In HGL, the referral included a quantum expert report of 155 pages, with 76 appendices, which comprised 202 files in 11 sub-folders, amounting to 338 megabytes of data and a further 2,325 files in 327 sub-folders and five factual witness statements (which amounted to 88 pages, with hundreds of exhibited pages sitting behind). The responding party was given 19 days (13 working days) for its response. It argued that it had been given insufficient time, that it was a breach of natural justice which led to a material difference in the outcome, and hence the decision was unenforceable. The court was having none of it though.

Having reviewed the authorities, the court said this in paragraph 50 of the judgment: the relevant legal position can be distilled as follows:…..

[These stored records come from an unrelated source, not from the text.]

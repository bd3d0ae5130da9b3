//! The array codec: sequences of an inner codec's values under four
//! serialization formats.
//!
//! | Format                | Encoded form of `[1, 2]` with key `x` |
//! |-----------------------|---------------------------------------|
//! | `json`                | `[1,2]`                               |
//! | `delimited`           | `1,2` (configurable delimiter)        |
//! | `repeat-key`          | `x=1&x=2`                             |
//! | `key-square-brackets` | `x[]=1&x[]=2`                         |
//!
//! The two key-based formats are only usable for query parameters: they
//! need the raw query string (via [`QueryContext`]) to decode, and a key to
//! encode. An empty sequence encodes to the empty string in every format.

use std::sync::Arc;

use typed_routes_core::query::QueryPairs;
use typed_routes_core::{RouteError, RouteResult, Value};

use crate::codec::{Codec, QueryContext, SharedCodec};

/// The serialization format of an [`ArrayCodec`].
#[derive(Debug, Clone, Copy, PartialEq, Eq, Default)]
pub enum ArrayFormat {
    /// Bracket-wrapped, comma-separated: `[v1,v2]`.
    #[default]
    Json,
    /// Values joined by a delimiter: `v1,v2`.
    Delimited,
    /// One `key=value` pair per element: `x=v1&x=v2`.
    RepeatKey,
    /// One `key[]=value` pair per element: `x[]=v1&x[]=v2`.
    KeySquareBrackets,
}

impl ArrayFormat {
    /// The format's name as used in error messages.
    pub const fn label(self) -> &'static str {
        match self {
            Self::Json => "json",
            Self::Delimited => "delimited",
            Self::RepeatKey => "repeat-key",
            Self::KeySquareBrackets => "key-square-brackets",
        }
    }
}

/// Options for constructing an [`ArrayCodec`].
#[derive(Debug, Clone)]
pub struct ArrayOptions {
    /// The delimiter for the `delimited` format. Defaults to `","`.
    pub delimiter: String,
    /// The serialization format. Defaults to [`ArrayFormat::Json`].
    pub format: ArrayFormat,
}

impl Default for ArrayOptions {
    fn default() -> Self {
        Self {
            delimiter: ",".to_string(),
            format: ArrayFormat::Json,
        }
    }
}

impl ArrayOptions {
    /// Returns options with the given format and the default delimiter.
    pub fn format(format: ArrayFormat) -> Self {
        Self {
            format,
            ..Self::default()
        }
    }

    /// Returns options with the `delimited` format and the given delimiter.
    pub fn delimited(delimiter: impl Into<String>) -> Self {
        Self {
            delimiter: delimiter.into(),
            format: ArrayFormat::Delimited,
        }
    }
}

/// Codec for sequences of an inner codec's values.
///
/// Inner-codec errors propagate verbatim, so a failing element reports the
/// deepest semantic failure rather than a generic array error.
#[derive(Debug, Clone)]
pub struct ArrayCodec {
    inner: SharedCodec,
    delimiter: String,
    format: ArrayFormat,
}

impl ArrayCodec {
    /// Creates an array codec over `inner` with the given options.
    pub fn new(inner: SharedCodec, options: ArrayOptions) -> Self {
        Self {
            inner,
            delimiter: options.delimiter,
            format: options.format,
        }
    }

    fn decode_each<'a>(
        &self,
        pieces: impl Iterator<Item = &'a str>,
    ) -> RouteResult<Value> {
        let mut items = Vec::new();
        for piece in pieces {
            items.push(self.inner.decode(piece, None)?);
        }
        Ok(Value::Array(items))
    }

    fn decode_from_query(&self, ctx: Option<&QueryContext>) -> RouteResult<Value> {
        let Some(ctx) = ctx else {
            return Err(RouteError::decode(format!(
                r#"The "{}" array format can only decode query parameters"#,
                self.format.label()
            )));
        };
        let lookup = match self.format {
            ArrayFormat::KeySquareBrackets => format!("{}[]", ctx.key),
            _ => ctx.key.clone(),
        };
        let pairs = QueryPairs::parse(&ctx.search);
        let values = pairs.get_list(&lookup).cloned().unwrap_or_default();
        self.decode_each(values.iter().map(String::as_str))
    }

    fn encode_items(&self, items: &[Value], key: Option<&str>) -> RouteResult<String> {
        let mut encoded = Vec::with_capacity(items.len());
        for item in items {
            encoded.push(self.inner.encode(item, None)?);
        }
        match self.format {
            ArrayFormat::Json => Ok(format!("[{}]", encoded.join(","))),
            ArrayFormat::Delimited => Ok(encoded.join(&self.delimiter)),
            ArrayFormat::RepeatKey | ArrayFormat::KeySquareBrackets => {
                let Some(key) = key else {
                    return Err(RouteError::encode(format!(
                        r#"The "{}" array format requires a query parameter key"#,
                        self.format.label()
                    )));
                };
                let suffix = if self.format == ArrayFormat::KeySquareBrackets {
                    "[]"
                } else {
                    ""
                };
                let pairs: Vec<String> = encoded
                    .into_iter()
                    .map(|v| format!("{key}{suffix}={v}"))
                    .collect();
                Ok(pairs.join("&"))
            }
        }
    }
}

impl Codec for ArrayCodec {
    fn decode(&self, text: &str, ctx: Option<&QueryContext>) -> RouteResult<Value> {
        match self.format {
            ArrayFormat::RepeatKey | ArrayFormat::KeySquareBrackets => {
                self.decode_from_query(ctx)
            }
            _ if text.is_empty() => Ok(Value::Array(Vec::new())),
            ArrayFormat::Json => {
                let content = text
                    .strip_prefix('[')
                    .and_then(|rest| rest.strip_suffix(']'))
                    .ok_or_else(|| {
                        RouteError::decode(format!(
                            r#"Array values must be wrapped in "[" and "]". Got "{text}" instead"#
                        ))
                    })?;
                // "[]" yields one empty-string element; sequences of empty
                // strings are representable in this format.
                self.decode_each(content.split(','))
            }
            ArrayFormat::Delimited => self.decode_each(text.split(self.delimiter.as_str())),
        }
    }

    fn encode(&self, value: &Value, key: Option<&str>) -> RouteResult<String> {
        let Some(items) = value.as_array() else {
            return Err(RouteError::encode(format!(
                r#"Array codec expects an array value. Got "{value}" ({}) instead"#,
                value.type_name()
            )));
        };
        if items.is_empty() {
            return Ok(String::new());
        }
        self.encode_items(items, key)
    }
}

/// Builds a json-format array codec over the given inner codec.
pub fn array(inner: SharedCodec) -> SharedCodec {
    Arc::new(ArrayCodec::new(inner, ArrayOptions::default()))
}

/// Builds an array codec over the given inner codec with explicit options.
pub fn array_with(inner: SharedCodec, options: ArrayOptions) -> SharedCodec {
    Arc::new(ArrayCodec::new(inner, options))
}
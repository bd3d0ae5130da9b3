//! Route segment configuration.
//!
//! A [`RouteConfig`] describes one path segment before it enters the
//! builder: its name, its local path template fragment, the codecs for its
//! `:name` placeholders and query parameters, and (for nested segments) a
//! sub-builder of child routes.

use std::collections::BTreeMap;

use typed_routes_codecs::SharedCodec;

use crate::builder::RouteBuilder;

/// The input to registering one route segment with
/// [`RouteBuilder::path`](crate::RouteBuilder::path) or
/// [`RouteBuilder::nest`](crate::RouteBuilder::nest).
///
/// The path must begin with `/` and may contain `:name` placeholders; every
/// placeholder must be bound with [`path_var`](Self::path_var) and vice
/// versa. The builder checks this at registration time.
///
/// # Examples
///
/// ```
/// use typed_routes_codecs::{boolean, number};
/// use typed_routes_router::RouteConfig;
///
/// let config = RouteConfig::new("library", "/library/:libId")
///     .path_var("libId", number())
///     .query_param("limit", boolean());
/// ```
#[derive(Debug, Clone)]
pub struct RouteConfig {
    pub(crate) name: String,
    pub(crate) path: String,
    pub(crate) path_vars: BTreeMap<String, SharedCodec>,
    pub(crate) query_params: BTreeMap<String, SharedCodec>,
    pub(crate) sub_routes: Option<RouteBuilder>,
}

impl RouteConfig {
    /// Creates a configuration for a segment with the given name (unique
    /// among its siblings) and local path fragment.
    pub fn new(name: impl Into<String>, path: impl Into<String>) -> Self {
        Self {
            name: name.into(),
            path: path.into(),
            path_vars: BTreeMap::new(),
            query_params: BTreeMap::new(),
            sub_routes: None,
        }
    }

    /// Binds a codec to a `:name` placeholder in the path.
    #[must_use]
    pub fn path_var(mut self, name: impl Into<String>, codec: SharedCodec) -> Self {
        self.path_vars.insert(name.into(), codec);
        self
    }

    /// Declares a query parameter local to this segment. Query parameters
    /// are not inherited by child routes.
    #[must_use]
    pub fn query_param(mut self, name: impl Into<String>, codec: SharedCodec) -> Self {
        self.query_params.insert(name.into(), codec);
        self
    }

    /// Attaches a sub-builder whose routes become this segment's children.
    /// Required by `nest`, rejected by `path`.
    #[must_use]
    pub fn sub_routes(mut self, builder: RouteBuilder) -> Self {
        self.sub_routes = Some(builder);
        self
    }
}
//! # typed-routes-core
//!
//! Foundation types for the typed-routes workspace. This crate has no
//! dependency on the codec or router layers and provides:
//!
//! - [`error`] - Error types and result aliases
//! - [`value`] - The dynamic [`Value`] model that flows through codecs
//! - [`query`] - Query string parsing and percent-encoding helpers
//! - [`utils`] - Utility types (`MultiValueMap`)

pub mod error;
pub mod query;
pub mod utils;
pub mod value;

// Re-export the most commonly used types at the crate root.
pub use error::{RouteError, RouteResult};
pub use value::Value;
//! The accumulating route tree builder.
//!
//! [`RouteBuilder`] is a persistent value: [`path`](RouteBuilder::path) and
//! [`nest`](RouteBuilder::nest) return a new, independently usable builder
//! and leave the receiver untouched, so partial builder states can be
//! reused and composed freely. Codecs stay scoped to their own segment
//! here; ancestor merging happens once, in [`build`](RouteBuilder::build).

use std::collections::{BTreeMap, BTreeSet};

use once_cell::sync::Lazy;
use regex::Regex;

use typed_routes_codecs::SharedCodec;
use typed_routes_core::{RouteError, RouteResult};

use crate::config::RouteConfig;
use crate::resolver::resolve;
use crate::route::RouteTree;

/// Matches `:name` placeholders in a path fragment.
pub(crate) static PLACEHOLDER_RE: Lazy<Regex> = Lazy::new(|| {
    Regex::new(":([A-Za-z_][A-Za-z0-9_]*)").expect("placeholder regex is valid")
});

/// One not-yet-resolved segment in the builder's accumulating map.
#[derive(Debug, Clone)]
pub(crate) struct RouteNode {
    pub(crate) name: String,
    pub(crate) segment: String,
    pub(crate) path_vars: BTreeMap<String, SharedCodec>,
    pub(crate) query_params: BTreeMap<String, SharedCodec>,
    pub(crate) children: BTreeMap<String, RouteNode>,
}

/// An accumulating, immutable collection of route segments.
///
/// Registering a sibling with a name that already exists silently replaces
/// the earlier entry; the builder is permissive here by design.
///
/// # Examples
///
/// ```
/// use typed_routes_codecs::number;
/// use typed_routes_router::{RouteBuilder, RouteConfig};
///
/// let tree = RouteBuilder::new()
///     .path(RouteConfig::new("home", "/home"))
///     .unwrap()
///     .path(
///         RouteConfig::new("user", "/user/:id").path_var("id", number()),
///     )
///     .unwrap()
///     .build();
///
/// assert_eq!(tree["home"].template(), "/home");
/// ```
#[derive(Debug, Clone, Default)]
pub struct RouteBuilder {
    nodes: BTreeMap<String, RouteNode>,
}

/// Returns the placeholder names appearing in a path fragment, in order.
pub(crate) fn placeholders(path: &str) -> Vec<String> {
    PLACEHOLDER_RE
        .captures_iter(path)
        .map(|caps| caps[1].to_string())
        .collect()
}

/// Checks the segment-level invariants: a leading slash, and a one-to-one
/// correspondence between `:name` placeholders and declared path variable
/// codecs.
fn validate(config: &RouteConfig) -> RouteResult<()> {
    if !config.path.starts_with('/') {
        return Err(RouteError::ImproperlyConfigured(format!(
            r#"route path must begin with "/". Got "{}""#,
            config.path
        )));
    }

    let found: BTreeSet<String> = placeholders(&config.path).into_iter().collect();
    let declared: BTreeSet<String> = config.path_vars.keys().cloned().collect();

    if let Some(missing) = found.difference(&declared).next() {
        return Err(RouteError::ImproperlyConfigured(format!(
            r#"path variable ":{missing}" in "{}" has no codec"#,
            config.path
        )));
    }
    if let Some(unused) = declared.difference(&found).next() {
        return Err(RouteError::ImproperlyConfigured(format!(
            r#"codec declared for path variable "{unused}" but "{}" has no ":{unused}" placeholder"#,
            config.path
        )));
    }
    Ok(())
}

impl RouteBuilder {
    /// Creates an empty root builder.
    pub fn new() -> Self {
        Self::default()
    }

    fn with_node(&self, node: RouteNode) -> Self {
        let mut nodes = self.nodes.clone();
        nodes.insert(node.name.clone(), node);
        Self { nodes }
    }

    /// Registers a terminal segment (no children) and returns the augmented
    /// builder.
    ///
    /// # Errors
    ///
    /// Returns [`RouteError::ImproperlyConfigured`] if the path lacks a
    /// leading `/`, if placeholders and codecs do not correspond one to
    /// one, or if the config carries a sub-builder.
    pub fn path(&self, config: RouteConfig) -> RouteResult<Self> {
        validate(&config)?;
        if config.sub_routes.is_some() {
            return Err(RouteError::ImproperlyConfigured(format!(
                r#"path() registers a terminal segment but "{}" declares sub_routes; use nest()"#,
                config.name
            )));
        }
        Ok(self.with_node(RouteNode {
            name: config.name,
            segment: config.path,
            path_vars: config.path_vars,
            query_params: config.query_params,
            children: BTreeMap::new(),
        }))
    }

    /// Registers a segment whose children come from the config's
    /// sub-builder, and returns the augmented builder.
    ///
    /// The children's path variables are not merged with this segment's
    /// here; accumulation happens during [`build`](Self::build).
    ///
    /// # Errors
    ///
    /// Returns [`RouteError::ImproperlyConfigured`] under the same segment
    /// rules as [`path`](Self::path), or if the config has no sub-builder.
    pub fn nest(&self, config: RouteConfig) -> RouteResult<Self> {
        validate(&config)?;
        let Some(sub_builder) = config.sub_routes else {
            return Err(RouteError::ImproperlyConfigured(format!(
                r#"nest() requires sub_routes for "{}"; use path() for terminal segments"#,
                config.name
            )));
        };
        Ok(self.with_node(RouteNode {
            name: config.name,
            segment: config.path,
            path_vars: config.path_vars,
            query_params: config.query_params,
            children: sub_builder.nodes,
        }))
    }

    /// Finalizes the builder into a [`RouteTree`], resolving every segment's
    /// full template and accumulated path variables.
    ///
    /// Building is side-effect-free; calling it again on the same builder
    /// produces a fresh, structurally equivalent tree.
    pub fn build(&self) -> RouteTree {
        let empty = BTreeMap::new();
        let routes = self
            .nodes
            .values()
            .map(|node| (node.name.clone(), resolve(node, "", &empty)))
            .collect();
        RouteTree::new(routes)
    }
}

#[cfg(test)]
mod tests {
    use super::*;
    use typed_routes_codecs::{number, string};

    #[test]
    fn test_placeholders_extraction() {
        assert_eq!(
            placeholders("/library/:libId/author/:authorId"),
            vec!["libId".to_string(), "authorId".to_string()]
        );
        assert!(placeholders("/plain/path").is_empty());
    }

    #[test]
    fn test_path_registers_route() {
        let tree = RouteBuilder::new()
            .path(RouteConfig::new("home", "/home"))
            .unwrap()
            .build();
        assert_eq!(tree["home"].template(), "/home");
    }

    #[test]
    fn test_path_requires_leading_slash() {
        let err = RouteBuilder::new()
            .path(RouteConfig::new("home", "home"))
            .unwrap_err();
        assert!(matches!(err, RouteError::ImproperlyConfigured(_)));
    }

    #[test]
    fn test_placeholder_without_codec_fails() {
        let err = RouteBuilder::new()
            .path(RouteConfig::new("user", "/user/:id"))
            .unwrap_err();
        assert!(err.to_string().contains(r#":id"#));
    }

    #[test]
    fn test_codec_without_placeholder_fails() {
        let err = RouteBuilder::new()
            .path(RouteConfig::new("user", "/user").path_var("id", number()))
            .unwrap_err();
        assert!(err.to_string().contains("no \":id\" placeholder"));
    }

    #[test]
    fn test_nest_requires_sub_routes() {
        let err = RouteBuilder::new()
            .nest(RouteConfig::new("lib", "/library"))
            .unwrap_err();
        assert!(err.to_string().contains("nest()"));
    }

    #[test]
    fn test_path_rejects_sub_routes() {
        let children = RouteBuilder::new()
            .path(RouteConfig::new("child", "/child"))
            .unwrap();
        let err = RouteBuilder::new()
            .path(RouteConfig::new("parent", "/parent").sub_routes(children))
            .unwrap_err();
        assert!(err.to_string().contains("use nest()"));
    }

    #[test]
    fn test_builder_is_persistent() {
        let base = RouteBuilder::new()
            .path(RouteConfig::new("home", "/home"))
            .unwrap();

        let with_about = base.path(RouteConfig::new("about", "/about")).unwrap();
        let with_contact = base.path(RouteConfig::new("contact", "/contact")).unwrap();

        let about_tree = with_about.build();
        let contact_tree = with_contact.build();

        assert!(about_tree.get("about").is_some());
        assert!(about_tree.get("contact").is_none());
        assert!(contact_tree.get("contact").is_some());
        assert!(contact_tree.get("about").is_none());
        // The original is still just "home".
        let base_tree = base.build();
        assert!(base_tree.get("home").is_some());
        assert!(base_tree.get("about").is_none());
    }

    #[test]
    fn test_sibling_name_collision_overwrites() {
        let tree = RouteBuilder::new()
            .path(RouteConfig::new("page", "/first"))
            .unwrap()
            .path(RouteConfig::new("page", "/second"))
            .unwrap()
            .build();
        assert_eq!(tree["page"].template(), "/second");
    }

    #[test]
    fn test_build_twice_produces_equivalent_trees() {
        let builder = RouteBuilder::new()
            .path(
                RouteConfig::new("user", "/user/:id")
                    .path_var("id", number())
                    .query_param("tab", string()),
            )
            .unwrap();

        let first = builder.build();
        let second = builder.build();
        assert_eq!(first["user"].template(), second["user"].template());
        assert_eq!(
            first.names().collect::<Vec<_>>(),
            second.names().collect::<Vec<_>>()
        );
    }
}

(2) An adjudication decision will not be enforced if it is reached in breach of natural justice and the breach is material, in that it has led to a material difference in the outcome. However, the court should examine such defences with a degree of scepticism;

(3) Both complexity and constraint of time to respond are inherent in the process of adjudication, and are no bar in themselves to adjudication enforcement. Whilst it is conceivable that a combination of the two might give rise to a valid challenge, in circumstances where the adjudicator has given proper consideration at each stage to these issues and concluded that he or she can render a decision which delivers broad justice between the parties, the court will be extremely reticent to conclude otherwise;

(4) In cases involving significant amounts of data, an adjudicator is entitled to proceed by way of spot checks and/or sampling. The assessment of how this should be carried out is a matter of substantive determination by the adjudicator and an argument that the adjudicator has erred in his or her approach, absent some particular and material related transgression of natural justice, will not give rise to a valid basis to challenge enforcement. It would, even if correct, merely be an error like any other error which will not ordinarily affect enforcement.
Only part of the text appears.